One need not stretch a libertarian’s imagination steeped in political theory to say “The Victorians would have thought of modern life as slavery” They wrote books explicitly calling it slavery.
But there is a more curious element to all of this… this is what THE BRITISH thought of as inalienable rights.
These weren’t rebellious Americans who had thrown off a king. These were English gentlemen loyal to Crown and Country, and English people who had an “Unwritten constitution” and whose parliament reigned supreme (the United Kingdom’s supreme court only came into existence in the 2000s).
If there was ever a natural experiment in enumerated vs. unenumerated rights the cases of the US and the UK are surely it… With maybe Canada (though not the penal colony of Australia) acting as a third data point.
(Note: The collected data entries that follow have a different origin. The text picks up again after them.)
// Copyright (C) 2026  Caprica Software Limited
//
// This program is free software: you can redistribute it and/or modify
// it under the terms of the GNU General Public License as published by
// the Free Software Foundation, either version 3 of the License, or
// (at your option) any later version.
//
// This program is distributed in the hope that it will be useful,
// but WITHOUT ANY WARRANTY; without even the implied warranty of
// MERCHANTABILITY or FITNESS FOR A PARTICULAR PURPOSE.  See the
// GNU General Public License for more details.
//
// You should have received a copy of the GNU General Public License
// along with this program.  If not, see <https://www.gnu.org/licenses/>.

//! Persistent preferences.
//!
//! Small values that must survive a restart, but only for a while, live in a
//! single SQLite table of expiring key/value rows. Expired rows are treated as
//! absent and removed on read.
//!
//! # Tables
//!
//! * `prefs` - Keyed text values with an absolute expiry (unix seconds).

use anyhow::{Context, Result};
use chrono::{Duration, Utc};
use rusqlite::{Connection, OptionalExtension, params};
use tracing::debug;

use crate::model::volume::PreMuteMemory;

const PRE_MUTE_KEY: &str = "pre_mute_vol";

/// Opens the preferences database and configures it.
///
/// # Errors
///
/// Returns an error if the database file cannot be opened, WAL mode cannot be
/// enabled, or the schema cannot be created.
pub(crate) fn init_db(path: &str) -> Result<Connection> {
    let conn = Connection::open(path).with_context(|| format!("Failed to open {}", path))?;

    let journal_mode: String = conn.query_row("PRAGMA journal_mode = WAL", [], |r| r.get(0))?;
    if journal_mode != "wal" {
        anyhow::bail!(
            "Failed to switch to WAL mode. Current mode: {}",
            journal_mode
        );
    }

    conn.execute_batch("PRAGMA synchronous = NORMAL;")?;

    create_schema(&conn)?;

    Ok(conn)
}

pub(crate) fn create_schema(conn: &Connection) -> Result<()> {
    conn.execute_batch(
        "CREATE TABLE IF NOT EXISTS prefs (
            key TEXT PRIMARY KEY,
            value TEXT NOT NULL,
            expires_at INTEGER NOT NULL
        );",
    )
    .context("Failed to create schema")?;

    Ok(())
}

pub(crate) fn get_pref(conn: &Connection, key: &str, now: i64) -> Result<Option<String>> {
    let row: Option<(String, i64)> = conn
        .prepare_cached("SELECT value, expires_at FROM prefs WHERE key = ?1")?
        .query_row(params![key], |r| Ok((r.get(0)?, r.get(1)?)))
        .optional()?;

    match row {
        Some((_, expires_at)) if expires_at <= now => {
            debug!("Preference {} expired", key);
            remove_pref(conn, key)?;
            Ok(None)
        }
        Some((value, _)) => Ok(Some(value)),
        None => Ok(None),
    }
}

pub(crate) fn set_pref(conn: &Connection, key: &str, value: &str, expires_at: i64) -> Result<()> {
    conn.prepare_cached(
        "INSERT INTO prefs (key, value, expires_at) VALUES (?1, ?2, ?3)
         ON CONFLICT(key) DO UPDATE SET value = excluded.value, expires_at = excluded.expires_at",
    )?
    .execute(params![key, value, expires_at])?;

    Ok(())
}

pub(crate) fn remove_pref(conn: &Connection, key: &str) -> Result<()> {
    conn.prepare_cached("DELETE FROM prefs WHERE key = ?1")?
        .execute(params![key])?;

    Ok(())
}

/// Stores the pre-mute volume with a fixed retention window.
pub(crate) struct Prefs {
    conn: Connection,
    retention: Duration,
}

impl Prefs {
    pub(crate) fn new(conn: Connection, retention_days: i64) -> Self {
        Self {
            conn,
            retention: Duration::days(retention_days),
        }
    }
}

impl PreMuteMemory for Prefs {
    fn remember(&mut self, level: u8) -> Result<()> {
        let expires_at = (Utc::now() + self.retention).timestamp();
        set_pref(&self.conn, PRE_MUTE_KEY, &level.to_string(), expires_at)
    }

    fn recall(&mut self) -> Result<Option<u8>> {
        let value = get_pref(&self.conn, PRE_MUTE_KEY, Utc::now().timestamp())?;
        Ok(value.and_then(|v| v.parse().ok()))
    }

    fn forget(&mut self) -> Result<()> {
        remove_pref(&self.conn, PRE_MUTE_KEY)
    }
}

#[cfg(test)]
pub(crate) mod tests {
    use super::*;

    pub(crate) fn memory_db() -> Connection {
        let conn = Connection::open_in_memory().unwrap();
        create_schema(&conn).unwrap();
        conn
    }

    #[test]
    fn expired_rows_read_as_absent() {
        let conn = memory_db();
        set_pref(&conn, "k", "v", 100).unwrap();

        assert_eq!(get_pref(&conn, "k", 99).unwrap().as_deref(), Some("v"));
        assert_eq!(get_pref(&conn, "k", 100).unwrap(), None);
        // and the row is gone
        assert_eq!(get_pref(&conn, "k", 0).unwrap(), None);
    }

    #[test]
    fn set_overwrites() {
        let conn = memory_db();
        set_pref(&conn, "k", "1", i64::MAX).unwrap();
        set_pref(&conn, "k", "2", i64::MAX).unwrap();
        assert_eq!(get_pref(&conn, "k", 0).unwrap().as_deref(), Some("2"));
    }

    #[test]
    fn pre_mute_memory_round_trip() {
        let mut prefs = Prefs::new(memory_db(), 31);

        assert_eq!(prefs.recall().unwrap(), None);
        prefs.remember(40).unwrap();
        assert_eq!(prefs.recall().unwrap(), Some(40));
        prefs.forget().unwrap();
        assert_eq!(prefs.recall().unwrap(), None);
    }

    #[test]
    fn zero_retention_expires_immediately() {
        let mut prefs = Prefs::new(memory_db(), 0);
        prefs.remember(40).unwrap();
        assert_eq!(prefs.recall().unwrap(), None);
    }
}
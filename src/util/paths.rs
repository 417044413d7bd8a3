// Copyright (C) 2026  Caprica Software Limited
//
// This program is free software: you can redistribute it and/or modify
// it under the terms of the GNU General Public License as published by
// the Free Software Foundation, either version 3 of the License, or
// (at your option) any later version.
//
// This program is distributed in the hope that it will be useful,
// but WITHOUT ANY WARRANTY; without even the implied warranty of
// MERCHANTABILITY or FITNESS FOR A PARTICULAR PURPOSE.  See the
// GNU General Public License for more details.
//
// You should have received a copy of the GNU General Public License
// along with this program.  If not, see <https://www.gnu.org/licenses/>.

use std::{fs, path::PathBuf};

use anyhow::{Context, Result};
use directories::ProjectDirs;

const APP_NAME: &str = "arcadectl";

/// The per-user data directory, created if missing.
pub(crate) fn data_dir() -> Result<PathBuf> {
    let dirs = ProjectDirs::from("", "", APP_NAME).context("No home directory")?;
    let dir = dirs.data_dir().to_path_buf();
    fs::create_dir_all(&dir).with_context(|| format!("Failed to create {}", dir.display()))?;

    Ok(dir)
}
in 1900 all Anglos thought of what would now be considered the most extreme libertarianism as simply the basic rights of a free people… and within 50-100 years all of them had become what previous generations would consider little better than slaves.
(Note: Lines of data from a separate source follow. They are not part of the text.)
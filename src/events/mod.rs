// Copyright (C) 2026  Caprica Software Limited
//
// This program is free software: you can redistribute it and/or modify
// it under the terms of the GNU General Public License as published by
// the Free Software Foundation, either version 3 of the License, or
// (at your option) any later version.
//
// This program is distributed in the hope that it will be useful,
// but WITHOUT ANY WARRANTY; without even the implied warranty of
// MERCHANTABILITY or FITNESS FOR A PARTICULAR PURPOSE.  See the
// GNU General Public License for more details.
//
// You should have received a copy of the GNU General Public License
// along with this program.  If not, see <https://www.gnu.org/licenses/>.

//! Application logic, event handling, and dispatching.
//!
//! This module acts as the central hub for the "Controller" logic of the
//! application. Terminal input, task results and timer firings all arrive as
//! [`AppEvent`]s on one channel and are applied to [`App`] one at a time, so
//! the selection, cursor and list state only ever change on the UI thread.
//!
//! # Organization
//!
//! * `handlers`: state transitions for task results and requests.
//! * `key_handlers`: keyboard routing for the list, search box and sidebar.

mod handlers;
mod key_handlers;

use handlers::*;
use key_handlers::process_key_event;

use std::{io::Stdout, path::PathBuf};

use anyhow::Result;
use crossterm::event::KeyEvent;
use ratatui::{Terminal, prelude::CrosstermBackend};
use tracing::error;

use crate::{
    App, StatusMessage,
    model::{FilterFacet, GameSummary, NowPlaying, RemoteSnapshot},
    remote::CallKind,
    render::draw,
};

#[derive(Debug)]
pub(crate) enum AppEvent {
    Key(KeyEvent),
    Paste(String),
    FocusChanged(bool),

    FiltersLoaded(Vec<FilterFacet>),
    FiltersFailed(String),

    GamesLoaded { seq: u64, games: Vec<GameSummary> },
    GamesFailed { seq: u64, error: String },

    SnapshotLoaded(RemoteSnapshot),

    Launched(Option<NowPlaying>),
    Stopped,
    VolumeSet(Option<u8>),
    Uploaded(usize),
    CallFailed(CallKind, String),

    SyncDue,
    SyncCompleted(Option<String>),

    HashChanged(String),
    NavigateBack,
    UploadRequested(Vec<PathBuf>),
    StopRequested,
    RefreshRequested,
    SetVolumeRequested(u8),

    Tick,

    ExitApplication,

    Error(String),
}

/// Runs the main application loop, handling events and rendering the UI in the
/// terminal.
///
/// This function loops until a 'quit' event is received or the event channel
/// is closed. A failing handler is reported in the status bar; it does not end
/// the loop.
pub(crate) fn process_events(
    terminal: &mut Terminal<CrosstermBackend<Stdout>>,
    app: &mut App,
) -> Result<()> {
    while let Ok(event) = app.event_rx.recv() {
        if matches!(event, AppEvent::ExitApplication) {
            break;
        }

        if let Err(e) = handle_event(app, event) {
            error!("Event handling failed: {:#}", e);
            app.status = Some(StatusMessage::error(format!("{:#}", e)));
        }

        terminal.draw(|f| draw(f, app))?;
    }

    Ok(())
}

pub(crate) fn handle_event(app: &mut App, event: AppEvent) -> Result<()> {
    match event {
        AppEvent::Key(key) => process_key_event(app, key)?,
        AppEvent::Paste(text) => handle_paste(app, text)?,
        AppEvent::FocusChanged(visible) => handle_focus_changed(app, visible),

        AppEvent::FiltersLoaded(facets) => handle_filters_loaded(app, facets)?,
        AppEvent::FiltersFailed(error) => handle_refresh_failed(app, error),

        AppEvent::GamesLoaded { seq, games } => handle_games_loaded(app, seq, games),
        AppEvent::GamesFailed { seq, error } => handle_games_failed(app, seq, error),

        AppEvent::SnapshotLoaded(snapshot) => handle_snapshot_loaded(app, snapshot),

        AppEvent::Launched(now_playing) => handle_launched(app, now_playing),
        AppEvent::Stopped => handle_stopped(app),
        AppEvent::VolumeSet(volume) => handle_volume_set(app, volume),
        AppEvent::Uploaded(count) => handle_uploaded(app, count),
        AppEvent::CallFailed(kind, error) => handle_call_failed(app, kind, error),

        AppEvent::SyncDue => handle_sync_due(app)?,
        AppEvent::SyncCompleted(orientation) => handle_sync_completed(app, orientation)?,

        AppEvent::HashChanged(fragment) => handle_hash_changed(app, fragment)?,
        AppEvent::NavigateBack => handle_navigate_back(app)?,
        AppEvent::UploadRequested(paths) => request_upload(app, paths)?,
        AppEvent::StopRequested => request_stop(app)?,
        AppEvent::RefreshRequested => handle_refresh_requested(app)?,
        AppEvent::SetVolumeRequested(level) => handle_set_volume_requested(app, level)?,

        AppEvent::Error(message) => app.status = Some(StatusMessage::error(message)),

        AppEvent::Tick | AppEvent::ExitApplication => handle_tick(app),
    }

    Ok(())
}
It would seem neither law, nor culture, nor a supreme court, nor a supreme parliament can maintain basic liberties or even a culture in which liberty is valued.
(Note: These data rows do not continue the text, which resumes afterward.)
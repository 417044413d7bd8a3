// Copyright (C) 2026  Caprica Software Limited
//
// This program is free software: you can redistribute it and/or modify
// it under the terms of the GNU General Public License as published by
// the Free Software Foundation, either version 3 of the License, or
// (at your option) any later version.
//
// This program is distributed in the hope that it will be useful,
// but WITHOUT ANY WARRANTY; without even the implied warranty of
// MERCHANTABILITY or FITNESS FOR A PARTICULAR PURPOSE.  See the
// GNU General Public License for more details.
//
// You should have received a copy of the GNU General Public License
// along with this program.  If not, see <https://www.gnu.org/licenses/>.

//! Filter facet model and matching algebra.
//!
//! Facets are replaced wholesale on every fetch. The selection outlives them
//! and is pruned to keys that still name an existing option.
//!
//! Matching is an AND across facets and an OR within a facet: a game matches
//! when, for every facet with at least one selected option, it carries at
//! least one of that facet's selected keys. An empty selection matches every
//! game.

use std::collections::BTreeSet;

use crate::model::{
    FacetKind, FilterFacet,
    selection::{CompositeKey, SelectionState},
};

#[derive(Debug, Default)]
pub(crate) struct FacetModel {
    facets: Vec<FilterFacet>,
    selection: SelectionState,
}

impl FacetModel {
    pub(crate) fn new() -> Self {
        Self::default()
    }

    pub(crate) fn facets(&self) -> &[FilterFacet] {
        &self.facets
    }

    pub(crate) fn selection(&self) -> &SelectionState {
        &self.selection
    }

    pub(crate) fn facet(&self, facet_id: &str) -> Option<&FilterFacet> {
        self.facets.iter().find(|f| f.id == facet_id)
    }

    /// Replaces every facet, dropping selected keys that no longer exist.
    pub(crate) fn replace_facets(&mut self, facets: Vec<FilterFacet>) {
        self.facets = facets;
        let facets = &self.facets;
        self.selection.retain(|key| facets.iter().any(|f| f.owns(key)));
    }

    /// Adopts `selection` (typically decoded from the location fragment),
    /// keeping only the keys that name a known option.
    pub(crate) fn apply_selection(&mut self, selection: SelectionState) {
        let facets = &self.facets;
        self.selection = selection;
        self.selection.retain(|key| facets.iter().any(|f| f.owns(key)));
    }

    /// Toggles `key` within `facet_id`.
    ///
    /// On a single-select facet, or when `extend` is false, selecting an
    /// option first clears its siblings. On a multi-select facet with
    /// `extend` the option flips independently. Returns `false` when the
    /// facet or option is unknown.
    pub(crate) fn toggle(&mut self, facet_id: &str, key: &CompositeKey, extend: bool) -> bool {
        let Some(facet) = self.facets.iter().find(|f| f.id == facet_id) else {
            return false;
        };
        if !facet.owns(key) {
            return false;
        }

        let exclusive = facet.kind == FacetKind::Single || !extend;
        if exclusive && !self.selection.contains(key) {
            self.selection.retain(|k| !facet.owns(k));
        }

        if !self.selection.remove(key) {
            self.selection.insert(key.clone());
        }

        true
    }

    /// Selects exactly `name` in `facet_id`, clearing its siblings.
    ///
    /// Returns `false`, leaving the selection untouched, when the facet or
    /// option is unknown or `name` is already the only selected option.
    pub(crate) fn select_exclusive(&mut self, facet_id: &str, name: &str) -> bool {
        let Some(facet) = self.facets.iter().find(|f| f.id == facet_id) else {
            return false;
        };
        if !facet.has_option(name) {
            return false;
        }

        let key = CompositeKey::new(&facet.prefix, name);
        let before = self.selection.len();
        self.selection.retain(|k| !facet.owns(k) || *k == key);
        let cleared = self.selection.len() != before;
        let inserted = self.selection.insert(key);

        cleared || inserted
    }

    /// A facet is active when at least one of its options is selected.
    pub(crate) fn is_active(&self, facet_id: &str) -> bool {
        self.facet(facet_id)
            .is_some_and(|f| self.selection.iter().any(|k| f.owns(k)))
    }

    /// The first selected option name in the facet using `prefix`.
    pub(crate) fn selected_name<'a>(&'a self, prefix: &'a str) -> Option<&'a str> {
        self.selection.with_prefix(prefix).next().map(CompositeKey::name)
    }
}

/// Whether a game carrying `tags` satisfies `selection`.
pub(crate) fn matches(tags: &BTreeSet<CompositeKey>, selection: &SelectionState) -> bool {
    selection
        .by_prefix()
        .values()
        .all(|selected| selected.iter().any(|key| tags.contains(*key)))
}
Maybe it’s hopeless. Maybe nothing, not laws, not norms, not values, not even dystopian novels about Kaiser Wilhelm, can stop the corrosive effects of “Progress”, the inevitable drift of values, the unceasing sands of time, and hypocrisy…
but then one need merely look around, and see this is not the case.
The Koran is not a “Living Text”
on January 7th, 2015 two brothers, Saïd and Chérif Kouachi, attacked the offices of Charlie Hebdo, killing 12 and injuring 11. Their motivation was a series of cartoons Charlie Hebdo had published depicting and mocking the Prophet Mohammed.
Islam like most religions has restrictions on what can be depicted and under what circumstances… Christianity and Judaism both have their restrictions on graven images, which in light of the addictive quality of pornography, boy bands, and Twitter Memes seems to have been gesturing at something important… but no religion has taken this restriction as seriously as many sects of Islam, where (depending on the sect) even depicting people… at all! is considered a sin.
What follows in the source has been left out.